In patients with a short device life, the use of a voice prosthesis with supporting magnets in the valve seat and valve flap has been proven to be cost effective.

==Cleaning==
It is important to clean the voice prosthesis regularly, as the silicone material is exposed to yeast (candida) and bacteria in the food pipe, which is normally present in these areas. If yeast begins growing on or in the area of the valve flap of the voice prosthesis, it may not close well enough anymore. When this happens fluid starts to leak into the windpipe when eating or drinking.

===Brushing===
The inside of the voice prosthesis is usually cleaned with a brush, which removes food and mucus. It is recommended that the patient cleans the voice prosthesis regularly to keeps it open for speech and improve the device lifetime.

===Flushing===
It is also possible to flush the inside of the voice prosthesis with water or air. Usually this is done in combination with brushing.

==Leakage==
A voice prosthesis has to be replaced regularly, because after a certain time, the valve flap of the voice prosthesis does not close properly anymore, due to yeast and other natural sediments. This causes leakage of saliva or drinks, which enters the wind pipe and makes the person concerned cough. If not resolved by cleaning the voice prosthesis, this is a sign that the voice prosthesis must be changed. If that is not possible right away, there are special plugs that can block the leakage. The patient can insert this plug themself before eating or drinking and remove it again afterwards, as speaking with the plug in place is usually not possible.

==Device lifetime==
The device lifetime can range from a couple of weeks up to two years, depending on individual circumstances.
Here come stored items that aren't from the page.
use thiserror::Error;

#[derive(Debug, Error)]
pub enum StoreError {
    #[error("no job with that id")]
    NotFound,
}

pub type StoreResult<T> = std::result::Result<T, StoreError>;
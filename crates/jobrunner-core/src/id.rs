//! Identifiers used throughout the job runner.

use serde::{Deserialize, Serialize};
use std::fmt;

/// Monotonically assigned job identifier. Never reused within a process.
#[derive(Debug, Clone, Copy, PartialEq, Eq, PartialOrd, Ord, Hash, Serialize, Deserialize)]
#[serde(transparent)]
pub struct JobId(pub u64);

impl fmt::Display for JobId {
    fn fmt(&self, f: &mut fmt::Formatter<'_>) -> fmt::Result {
        write!(f, "{}", self.0)
    }
}

impl std::str::FromStr for JobId {
    type Err = std::num::ParseIntError;

    fn from_str(s: &str) -> Result<Self, Self::Err> {
        Ok(Self(s.parse()?))
    }
}

/// Driver-assigned container identifier (e.g. a Docker container ID).
#[derive(Debug, Clone, PartialEq, Eq, Hash, Serialize, Deserialize)]
#[serde(transparent)]
pub struct ContainerId(pub String);

impl fmt::Display for ContainerId {
    fn fmt(&self, f: &mut fmt::Formatter<'_>) -> fmt::Result {
        write!(f, "{}", self.0)
    }
}

impl From<String> for ContainerId {
    fn from(s: String) -> Self {
        Self(s)
    }
}

/// Driver-assigned image identifier produced by committing a container.
#[derive(Debug, Clone, PartialEq, Eq, Hash, Serialize, Deserialize)]
#[serde(transparent)]
pub struct ImageId(pub String);

impl fmt::Display for ImageId {
    fn fmt(&self, f: &mut fmt::Formatter<'_>) -> fmt::Result {
        write!(f, "{}", self.0)
    }
}

impl From<String> for ImageId {
    fn from(s: String) -> Self {
        Self(s)
    }
}
//! End-to-end API tests: a real server bound to an ephemeral port, a
//! [`FakeDriver`] standing in for Docker, and (for the webhook scenario) a
//! second tiny axum server recording what it was POSTed to.

use std::net::SocketAddr;
use std::sync::Arc;
use std::time::Duration;

use axum::extract::State;
use axum::routing::post;
use axum::{Json, Router};
use jobrunner_api::{routes, webhook, AppState};
use jobrunner_bus::{ContainerEventBus, StopBus};
use jobrunner_core::{ContainerDriver, Job};
use jobrunner_driver::FakeDriver;
use jobrunner_engine::{EngineConfig, JobManager};
use jobrunner_store::InMemoryJobStore;
use serde_json::{json, Value};
use tokio::net::TcpListener;
use tokio::sync::Mutex;

/// Boot a full server on an ephemeral port backed by a fresh [`FakeDriver`].
/// Returns the base URL.
async fn spawn_server() -> String {
    let driver: Arc<dyn ContainerDriver> = Arc::new(FakeDriver::new());
    let store = Arc::new(InMemoryJobStore::new());
    let container_bus = Arc::new(ContainerEventBus::spawn(driver.clone()));
    let stop_bus = StopBus::new();
    let http_client = webhook::client();

    let on_terminal: Arc<dyn Fn(Job) + Send + Sync> = {
        let http_client = http_client.clone();
        Arc::new(move |job| webhook::send(http_client.clone(), job))
    };

    let manager = JobManager::spawn(
        store.clone(),
        driver.clone(),
        container_bus,
        stop_bus,
        EngineConfig::default(),
        on_terminal,
    );

    let state = AppState {
        store,
        driver,
        manager,
        http_client,
    };

    let app = routes::router(state);
    let listener = TcpListener::bind("127.0.0.1:0").await.unwrap();
    let addr = listener.local_addr().unwrap();
    tokio::spawn(async move {
        axum::serve(listener, app).await.unwrap();
    });

    format!("http://{addr}")
}

/// A minimal webhook receiver that records the single body it was POSTed.
async fn spawn_webhook_recorder() -> (String, Arc<Mutex<Option<Value>>>) {
    let received: Arc<Mutex<Option<Value>>> = Arc::new(Mutex::new(None));

    async fn record(State(received): State<Arc<Mutex<Option<Value>>>>, Json(body): Json<Value>) {
        *received.lock().await = Some(body);
    }

    let app = Router::new()
        .route("/hook", post(record))
        .with_state(received.clone());

    let listener = TcpListener::bind("127.0.0.1:0").await.unwrap();
    let addr: SocketAddr = listener.local_addr().unwrap();
    tokio::spawn(async move {
        axum::serve(listener, app).await.unwrap();
    });

    (format!("http://{addr}/hook"), received)
}

async fn poll_until_terminal(client: &reqwest::Client, base: &str, id: i64) -> Value {
    for _ in 0..50 {
        let job: Value = client
            .get(format!("{base}/jobs/{id}"))
            .send()
            .await
            .unwrap()
            .json()
            .await
            .unwrap();
        let status = job["status"].as_str().unwrap_or_default();
        if matches!(status, "successful" | "failed" | "error" | "stopped") {
            return job;
        }
        tokio::time::sleep(Duration::from_millis(20)).await;
    }
    panic!("job {id} did not reach a terminal state in time");
}

#[tokio::test]
async fn happy_path_job_runs_to_completion() {
    let base = spawn_server().await;
    let client = reqwest::Client::new();

    let response = client
        .post(format!("{base}/jobs"))
        .json(&json!({
            "image": "ubuntu:14.04",
            "cmds": [["echo", "hello"]],
        }))
        .send()
        .await
        .unwrap();
    assert_eq!(response.status(), 201);
    let created: Value = response.json().await.unwrap();
    let id = created["id"].as_i64().unwrap();

    let job = poll_until_terminal(&client, &base, id).await;
    assert_eq!(job["status"], "successful");
    assert_eq!(job["results"], json!([0]));
}

#[tokio::test]
async fn failing_command_marks_job_failed_and_stops_the_chain() {
    let base = spawn_server().await;
    let client = reqwest::Client::new();

    let created: Value = client
        .post(format!("{base}/jobs"))
        .json(&json!({
            "image": "ubuntu:14.04",
            "cmds": [["false"], ["echo", "never runs"]],
        }))
        .send()
        .await
        .unwrap()
        .json()
        .await
        .unwrap();
    let id = created["id"].as_i64().unwrap();

    let job = poll_until_terminal(&client, &base, id).await;
    assert_eq!(job["status"], "failed");
    assert_eq!(job["results"], json!([1]));
}

#[tokio::test]
async fn missing_image_is_reported_as_error() {
    let base = spawn_server().await;
    let client = reqwest::Client::new();

    let created: Value = client
        .post(format!("{base}/jobs"))
        .json(&json!({
            "image": "doesnotexist",
            "cmds": [["echo", "hi"]],
        }))
        .send()
        .await
        .unwrap()
        .json()
        .await
        .unwrap();
    let id = created["id"].as_i64().unwrap();

    let job = poll_until_terminal(&client, &base, id).await;
    assert_eq!(job["status"], "error");
}

#[tokio::test]
async fn stop_request_halts_a_running_job() {
    let base = spawn_server().await;
    let client = reqwest::Client::new();

    let created: Value = client
        .post(format!("{base}/jobs"))
        .json(&json!({
            "image": "ubuntu:14.04",
            "cmds": [["sleep", "10"]],
        }))
        .send()
        .await
        .unwrap()
        .json()
        .await
        .unwrap();
    let id = created["id"].as_i64().unwrap();

    tokio::time::sleep(Duration::from_millis(50)).await;
    let stop_response = client
        .post(format!("{base}/jobs/{id}/stop"))
        .send()
        .await
        .unwrap();
    assert_eq!(stop_response.status(), 202);

    let job = poll_until_terminal(&client, &base, id).await;
    assert_eq!(job["status"], "stopped");
}

#[tokio::test]
async fn job_logs_concatenate_every_container_in_order() {
    let base = spawn_server().await;
    let client = reqwest::Client::new();

    let created: Value = client
        .post(format!("{base}/jobs"))
        .json(&json!({
            "image": "ubuntu:14.04",
            "cmds": [["echo", "one"], ["echo", "two"]],
        }))
        .send()
        .await
        .unwrap()
        .json()
        .await
        .unwrap();
    let id = created["id"].as_i64().unwrap();
    poll_until_terminal(&client, &base, id).await;

    let logs = client
        .get(format!("{base}/jobs/{id}/logs"))
        .send()
        .await
        .unwrap()
        .text()
        .await
        .unwrap();
    assert_eq!(logs, "one\ntwo\n");
}

#[tokio::test]
async fn get_job_returns_404_for_unknown_id() {
    let base = spawn_server().await;
    let client = reqwest::Client::new();

    let response = client.get(format!("{base}/jobs/999999")).send().await.unwrap();
    assert_eq!(response.status(), 404);
    let body: Value = response.json().await.unwrap();
    assert!(body["message"].is_string());
}

#[tokio::test]
async fn create_job_rejects_an_empty_image() {
    let base = spawn_server().await;
    let client = reqwest::Client::new();

    let response = client
        .post(format!("{base}/jobs"))
        .json(&json!({"image": "", "cmds": []}))
        .send()
        .await
        .unwrap();
    assert_eq!(response.status(), 400);
}

#[tokio::test]
async fn webhook_fires_exactly_once_on_terminal_transition() {
    let base = spawn_server().await;
    let client = reqwest::Client::new();
    let (webhook_url, received) = spawn_webhook_recorder().await;

    let created: Value = client
        .post(format!("{base}/jobs"))
        .json(&json!({
            "image": "ubuntu:14.04",
            "cmds": [["echo", "hi"]],
            "webhook_url": webhook_url,
        }))
        .send()
        .await
        .unwrap()
        .json()
        .await
        .unwrap();
    let id = created["id"].as_i64().unwrap();
    poll_until_terminal(&client, &base, id).await;

    // The webhook POST is fire-and-forget from the server's perspective;
    // give it a moment to land before asserting.
    tokio::time::sleep(Duration::from_millis(100)).await;
    let body = received.lock().await.clone().expect("webhook was never called");
    assert_eq!(body["id"].as_i64().unwrap(), id);
    assert_eq!(body["status"], "successful");
}

#[tokio::test]
async fn health_and_readiness_endpoints_report_ok() {
    let base = spawn_server().await;
    let client = reqwest::Client::new();

    let health = client.get(format!("{base}/health")).send().await.unwrap();
    assert_eq!(health.status(), 200);

    let ready = client.get(format!("{base}/health/ready")).send().await.unwrap();
    assert_eq!(ready.status(), 200);
}
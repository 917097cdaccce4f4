//! The `Job` record and its lifecycle.

use std::collections::HashMap;

use chrono::{DateTime, Utc};
use serde::{Deserialize, Serialize};

use crate::id::{ContainerId, ImageId, JobId};

/// A single command: a non-empty ordered sequence of argument tokens.
pub type Cmd = Vec<String>;

/// Status of a job. Transitions form the DAG described in the design doc:
/// `queued -> running -> {successful, failed, error, stopped}`, plus
/// `queued -> error` when setup fails before any container starts.
#[derive(Debug, Clone, Copy, PartialEq, Eq, Serialize, Deserialize)]
#[serde(rename_all = "lowercase")]
pub enum JobStatus {
    Queued,
    Running,
    Successful,
    Failed,
    Error,
    Stopped,
}

impl JobStatus {
    /// Terminal statuses absorb all further transitions.
    pub fn is_terminal(self) -> bool {
        matches!(
            self,
            JobStatus::Successful | JobStatus::Failed | JobStatus::Error | JobStatus::Stopped
        )
    }
}

impl fmt::Display for JobStatus {
    fn fmt(&self, f: &mut fmt::Formatter<'_>) -> fmt::Result {
        let s = match self {
            JobStatus::Queued => "queued",
            JobStatus::Running => "running",
            JobStatus::Successful => "successful",
            JobStatus::Failed => "failed",
            JobStatus::Error => "error",
            JobStatus::Stopped => "stopped",
        };
        write!(f, "{s}")
    }
}

use std::fmt;

/// The persistent job record, mutated only through the Job Updater.
#[derive(Debug, Clone, Serialize, Deserialize)]
pub struct Job {
    pub id: JobId,
    pub image: String,
    #[serde(default)]
    pub env: HashMap<String, String>,
    pub cmds: Vec<Cmd>,
    pub status: JobStatus,
    #[serde(default)]
    pub results: Vec<i64>,
    #[serde(default)]
    pub containers: Vec<ContainerId>,
    #[serde(default)]
    pub images: Vec<ImageId>,
    pub start_time: Option<DateTime<Utc>>,
    pub end_time: Option<DateTime<Utc>>,
    #[serde(default, skip_serializing_if = "Option::is_none")]
    pub webhook_url: Option<String>,
    #[serde(default, skip_serializing_if = "Option::is_none")]
    pub message: Option<String>,
    pub created_at: DateTime<Utc>,
}

impl Job {
    /// Environment serialized to the driver as `NAME=VALUE` tokens.
    /// Iteration order is unspecified.
    pub fn env_tokens(&self) -> Vec<String> {
        self.env
            .iter()
            .map(|(k, v)| format!("{k}={v}"))
            .collect()
    }

    /// The image a newly created container for `cmd_index` should run against:
    /// the initial image for the first command, the most recently committed
    /// image for any later one.
    pub fn base_image_for(&self, cmd_index: usize) -> &str {
        if cmd_index == 0 {
            &self.image
        } else {
            self.images
                .get(cmd_index - 1)
                .map(|i| i.0.as_str())
                .unwrap_or(&self.image)
        }
    }
}

/// Request body for `POST /jobs`.
#[derive(Debug, Clone, Deserialize)]
pub struct JobSpec {
    pub image: String,
    pub cmds: Vec<Cmd>,
    #[serde(default)]
    pub env: HashMap<String, String>,
    #[serde(default)]
    pub webhook_url: Option<String>,
}

impl JobSpec {
    /// Structural validation independent of the store: non-empty image,
    /// no empty command token list. An empty `cmds` list is accepted and
    /// completes immediately as *successful* with zero containers, matching
    /// the reference implementation's `cmdIndex >= len(cmds)` check.
    pub fn validate(&self) -> Result<(), String> {
        if self.image.trim().is_empty() {
            return Err("image must not be empty".to_string());
        }
        if self.cmds.iter().any(|c| c.is_empty()) {
            return Err("each command must have at least one token".to_string());
        }
        Ok(())
    }

    /// Build the initial, *queued* job record. `id` is set by the store on
    /// insert; any value here is a placeholder.
    pub fn into_job(self) -> Job {
        Job {
            id: JobId(0),
            image: self.image,
            env: self.env,
            cmds: self.cmds,
            status: JobStatus::Queued,
            results: Vec::new(),
            containers: Vec::new(),
            images: Vec::new(),
            start_time: None,
            end_time: None,
            webhook_url: self.webhook_url,
            message: None,
            created_at: Utc::now(),
        }
    }
}
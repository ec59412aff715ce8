//! Connection manager: the bounded connect procedure.
//!
//! Owns the network interface and the status channel. An attempt publishes
//! `Connecting`, drops any previous association, waits for the radio to
//! settle, starts the join and polls the link status once per tick until it
//! is definitive or the poll budget runs out.

use super::credentials::Credentials;
use super::status::{ConnectionState, StatusChannel};
use crate::ble::GattRadio;
use crate::config::ProvisionConfig;
use crate::network::{LinkStatus, NetworkInterface};
use log::{debug, info, warn};
use std::fmt;
use std::time::Duration;

/// Timing of a connect attempt.
#[derive(Debug, Clone, Copy, PartialEq, Eq)]
pub struct ConnectTiming {
    pub poll_interval: Duration,
    pub max_polls: u32,
    pub settle_delay: Duration,
}

impl ConnectTiming {
    pub fn from_config(config: &ProvisionConfig) -> Self {
        Self {
            poll_interval: config.poll_interval(),
            max_polls: config.max_polls,
            settle_delay: config.settle_delay(),
        }
    }

    /// Upper bound on time spent waiting inside one attempt.
    pub fn worst_case(&self) -> Duration {
        self.settle_delay + self.poll_interval * self.max_polls
    }
}

impl Default for ConnectTiming {
    fn default() -> Self {
        Self::from_config(&ProvisionConfig::default())
    }
}

/// Why an attempt did not end connected.
///
/// The central only ever sees the `Error` status byte; these are for logs.
#[derive(Debug, Clone, PartialEq, Eq)]
pub enum ConnectFailure {
    /// The poll budget ran out; `last` is the final link status seen.
    Timeout { last: LinkStatus },
    /// The access point rejected the secret.
    AuthFailure,
    /// No access point with the identifier was found.
    PeerNotFound,
    /// The interface refused the request or reported a generic failure.
    Other(String),
}

impl ConnectFailure {
    /// Classify the link status an attempt ended with.
    pub fn classify(status: LinkStatus) -> Result<(), ConnectFailure> {
        match status {
            LinkStatus::GotIp => Ok(()),
            LinkStatus::WrongSecret => Err(Self::AuthFailure),
            LinkStatus::NoPeerFound => Err(Self::PeerNotFound),
            LinkStatus::ConnectFail => Err(Self::Other(format!("link reported {}", status))),
            last @ (LinkStatus::Idle | LinkStatus::Connecting | LinkStatus::NoIp) => {
                Err(Self::Timeout { last })
            }
        }
    }
}

impl fmt::Display for ConnectFailure {
    fn fmt(&self, f: &mut fmt::Formatter<'_>) -> fmt::Result {
        match self {
            Self::Timeout { last } => write!(f, "timed out (last link status: {})", last),
            Self::AuthFailure => write!(f, "authentication failed"),
            Self::PeerNotFound => write!(f, "network not found"),
            Self::Other(msg) => write!(f, "connect failed: {}", msg),
        }
    }
}

impl std::error::Error for ConnectFailure {}

/// Drives the network interface and reports progress on the status channel.
pub struct ConnectionManager<N: NetworkInterface, R: GattRadio> {
    network: N,
    status: StatusChannel<R>,
    state: ConnectionState,
    timing: ConnectTiming,
}

impl<N: NetworkInterface, R: GattRadio> ConnectionManager<N, R> {
    /// Take ownership of `network` and publish `Idle`.
    pub fn new(network: N, mut status: StatusChannel<R>, timing: ConnectTiming) -> Self {
        status.publish(ConnectionState::Idle);
        Self {
            network,
            status,
            state: ConnectionState::Idle,
            timing,
        }
    }

    pub fn state(&self) -> ConnectionState {
        self.state
    }

    /// The live interface, only while `Connected`.
    pub fn network(&self) -> Option<&N> {
        (self.state == ConnectionState::Connected).then_some(&self.network)
    }

    pub fn network_mut(&mut self) -> Option<&mut N> {
        if self.state == ConnectionState::Connected {
            Some(&mut self.network)
        } else {
            None
        }
    }

    /// Associated with the network named `network_id` right now.
    pub fn is_connected_to(&self, network_id: &str) -> bool {
        self.network.is_connected()
            && self.network.current_network_id().as_deref() == Some(network_id)
    }

    /// Run one connect attempt to completion.
    ///
    /// Already being associated with `network_id` short-circuits to
    /// `Connected` without touching the interface.
    pub fn attempt_connect(&mut self, credentials: &Credentials) -> Result<(), ConnectFailure> {
        let network_id = credentials.network_id();

        if self.is_connected_to(network_id) {
            info!("Already connected to '{}'", network_id);
            self.transition(ConnectionState::Connected);
            return Ok(());
        }

        self.transition(ConnectionState::Connecting);
        info!(
            "Connecting to '{}' (secret: {} bytes)",
            network_id,
            credentials.network_secret().len()
        );

        let result = self.join(credentials);
        match &result {
            Ok(()) => {
                info!("Connected to '{}'", network_id);
                self.transition(ConnectionState::Connected);
            }
            Err(failure) => {
                warn!("Connecting to '{}' failed: {}", network_id, failure);
                self.transition(ConnectionState::Error);
            }
        }
        result
    }

    fn join(&mut self, credentials: &Credentials) -> Result<(), ConnectFailure> {
        if let Err(e) = self.network.disconnect() {
            debug!("Ignoring disconnect failure before join: {}", e);
        }
        pause(self.timing.settle_delay);

        self.network
            .connect(credentials.network_id(), credentials.network_secret())
            .map_err(|e| ConnectFailure::Other(e.to_string()))?;

        ConnectFailure::classify(self.poll_link())
    }

    fn poll_link(&mut self) -> LinkStatus {
        let max_polls = self.timing.max_polls;
        let mut status = LinkStatus::Connecting;
        for tick in 1..=max_polls {
            status = self.network.link_status();
            debug!("Link status {}/{}: {}", tick, max_polls, status);
            if status.is_definitive() {
                break;
            }
            if tick < max_polls {
                pause(self.timing.poll_interval);
            }
        }
        status
    }

    fn transition(&mut self, state: ConnectionState) {
        if self.state != state {
            debug!("Connection state {} -> {}", self.state, state);
        }
        self.state = state;
        self.status.publish(state);
    }
}

fn pause(duration: Duration) {
    if !duration.is_zero() {
        std::thread::sleep(duration);
    }
}

#[cfg(test)]
mod tests {
    use super::*;
    use crate::ble::{ServiceDefinition, SimRadio};
    use crate::network::SimNetwork;
    use std::sync::Arc;

    fn instant(max_polls: u32) -> ConnectTiming {
        ConnectTiming {
            poll_interval: Duration::ZERO,
            max_polls,
            settle_delay: Duration::ZERO,
        }
    }

    fn manager(
        network: &SimNetwork,
        max_polls: u32,
    ) -> (Arc<SimRadio>, ConnectionManager<SimNetwork, SimRadio>) {
        let radio = Arc::new(SimRadio::new());
        let handles = radio
            .register_service(&ServiceDefinition::provisioning(&ProvisionConfig::default()))
            .unwrap();
        let status = StatusChannel::new(radio.clone(), handles.status);
        let manager = ConnectionManager::new(network.clone(), status, instant(max_polls));
        (radio, manager)
    }

    // ==================== Classification Tests ====================

    #[test]
    fn test_classify() {
        assert_eq!(ConnectFailure::classify(LinkStatus::GotIp), Ok(()));
        assert_eq!(
            ConnectFailure::classify(LinkStatus::WrongSecret),
            Err(ConnectFailure::AuthFailure)
        );
        assert_eq!(
            ConnectFailure::classify(LinkStatus::NoPeerFound),
            Err(ConnectFailure::PeerNotFound)
        );
        assert!(matches!(
            ConnectFailure::classify(LinkStatus::ConnectFail),
            Err(ConnectFailure::Other(_))
        ));
        assert_eq!(
            ConnectFailure::classify(LinkStatus::NoIp),
            Err(ConnectFailure::Timeout {
                last: LinkStatus::NoIp
            })
        );
    }

    #[test]
    fn test_default_timing() {
        let timing = ConnectTiming::default();
        assert_eq!(timing.max_polls, 30);
        assert_eq!(timing.poll_interval, Duration::from_secs(1));
        assert_eq!(timing.worst_case(), Duration::from_secs(31));
    }

    // ==================== Attempt Tests ====================

    #[test]
    fn test_starts_idle() {
        let network = SimNetwork::new();
        let (_, manager) = manager(&network, 30);
        assert_eq!(manager.state(), ConnectionState::Idle);
        assert!(manager.network().is_none());
    }

    #[test]
    fn test_successful_attempt() {
        let network = SimNetwork::new().with_network("HomeNet", "pw1234");
        network.set_polls_to_resolve(3);
        let (_, mut manager) = manager(&network, 30);

        let result = manager.attempt_connect(&Credentials::new("HomeNet", "pw1234"));

        assert_eq!(result, Ok(()));
        assert_eq!(manager.state(), ConnectionState::Connected);
        assert_eq!(network.link_status_polls(), 3);
        assert!(manager.network().is_some());
    }

    #[test]
    fn test_wrong_secret_is_auth_failure() {
        let network = SimNetwork::new().with_network("HomeNet", "pw1234");
        let (_, mut manager) = manager(&network, 30);

        let result = manager.attempt_connect(&Credentials::new("HomeNet", "wrongpw"));

        assert_eq!(result, Err(ConnectFailure::AuthFailure));
        assert_eq!(manager.state(), ConnectionState::Error);
        assert_eq!(network.link_status_polls(), 1);
    }

    #[test]
    fn test_unknown_network_is_peer_not_found() {
        let network = SimNetwork::new();
        let (_, mut manager) = manager(&network, 30);
        assert_eq!(
            manager.attempt_connect(&Credentials::new("Nowhere", "x")),
            Err(ConnectFailure::PeerNotFound)
        );
    }

    #[test]
    fn test_timeout_after_exact_poll_budget() {
        let network = SimNetwork::new().with_network("HomeNet", "pw1234");
        network.set_unresponsive(true);
        let (_, mut manager) = manager(&network, 30);

        let result = manager.attempt_connect(&Credentials::new("HomeNet", "pw1234"));

        assert_eq!(
            result,
            Err(ConnectFailure::Timeout {
                last: LinkStatus::Connecting
            })
        );
        assert_eq!(network.link_status_polls(), 30);
        assert_eq!(manager.state(), ConnectionState::Error);
    }

    #[test]
    fn test_disconnects_before_join() {
        let network = SimNetwork::new().with_network("HomeNet", "pw1234");
        let (_, mut manager) = manager(&network, 30);
        manager
            .attempt_connect(&Credentials::new("HomeNet", "pw1234"))
            .unwrap();

        assert_eq!(network.disconnect_calls(), 1);
        assert_eq!(network.connect_calls(), 1);
    }

    #[test]
    fn test_already_connected_short_circuits() {
        let network = SimNetwork::new().with_network("HomeNet", "pw1234");
        let (_, mut manager) = manager(&network, 30);
        let creds = Credentials::new("HomeNet", "pw1234");
        manager.attempt_connect(&creds).unwrap();

        manager.attempt_connect(&creds).unwrap();

        assert_eq!(network.connect_calls(), 1);
        assert_eq!(network.disconnect_calls(), 1);
        assert_eq!(manager.state(), ConnectionState::Connected);
    }

    #[test]
    fn test_lost_association_reconnects() {
        let network = SimNetwork::new().with_network("HomeNet", "pw1234");
        let (_, mut manager) = manager(&network, 30);
        let creds = Credentials::new("HomeNet", "pw1234");
        manager.attempt_connect(&creds).unwrap();

        network.drop_association();
        manager.attempt_connect(&creds).unwrap();

        assert_eq!(network.connect_calls(), 2);
    }

    #[test]
    fn test_status_sequence_notified() {
        let network = SimNetwork::new().with_network("HomeNet", "pw1234");
        let (radio, mut manager) = manager(&network, 30);
        radio.central_connect();
        radio.central_subscribe(true);

        manager
            .attempt_connect(&Credentials::new("HomeNet", "pw1234"))
            .unwrap();

        let bytes: Vec<u8> = radio.notifications().iter().map(|(_, v)| v[0]).collect();
        assert_eq!(bytes, vec![1, 2]);
    }

    #[test]
    fn test_recovers_from_error() {
        let network = SimNetwork::new().with_network("HomeNet", "correctpw");
        let (_, mut manager) = manager(&network, 30);

        assert!(manager
            .attempt_connect(&Credentials::new("HomeNet", "wrongpw"))
            .is_err());
        assert!(manager
            .attempt_connect(&Credentials::new("HomeNet", "correctpw"))
            .is_ok());
        assert_eq!(manager.state(), ConnectionState::Connected);
    }
}
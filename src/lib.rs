//! BLE WiFi provisioning firmware library.
//!
//! A headless device advertises a GATT service; a phone connects, writes a
//! network identifier and secret, and reads back the connection status.
//! Everything except the ESP32 drivers is platform-independent and can be
//! tested on the host machine.

pub mod ble;
pub mod config;
pub mod console;
pub mod indicator;
pub mod network;
pub mod provision;
pub mod wifi;

use std::sync::{Mutex, MutexGuard, PoisonError};

// Re-export commonly used items
pub use ble::{Advertiser, AdvertisingPayload, GattRadio, RadioError, RadioEvent, ServiceHandles};
pub use config::{ConfigError, ProvisionConfig};
pub use indicator::{Indicator, LogIndicator, NoIndicator};
pub use network::{LinkStatus, NetworkError, NetworkInterface};
pub use provision::{
    ConnectFailure, ConnectionState, CredentialStore, ProvisionError, Provisioner, ServiceHandler,
};

#[cfg(not(feature = "esp32"))]
pub use ble::SimRadio;
#[cfg(not(feature = "esp32"))]
pub use network::SimNetwork;

/// Lock a mutex, recovering the data if a holder panicked.
pub(crate) fn lock<T>(mutex: &Mutex<T>) -> MutexGuard<'_, T> {
    mutex.lock().unwrap_or_else(PoisonError::into_inner)
}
The lifetime is influenced by daily food intake, especially dairy products, but also radiotherapy and GERD (Gastro Esophageal Reflux Disease) affects the voice prosthesis and its lifetime.
The cause of the prothesis' life time end is mostly leakage, but also growing of fistulae, granulation tissue, increasing valve's opening pressure and prothesis' loss

==Voice quality and speaking effort==
The voice quality when speaking with a voice prosthesis is influenced by pulmonary support, airflow resistance of the voice prosthesis, and airflow resistance of the new voice source. Although the voice prosthesis is only responsible for part of the total resistance – the neoglottis is responsible for the other part – favorable airflow characteristics are expected to enable the laryngectomized patient to speak with less effort.
The voice sounds rather clear though not very loud as samples show.

==Voice prosthesis and HME==
An individual combination of voice prosthesis, heat and moisture exchanger after laryngectomy and attachment is important for good speech and pulmonary rehabilitation.
The HME sometimes is combined with free-hands-switch and virus and bacteria filter.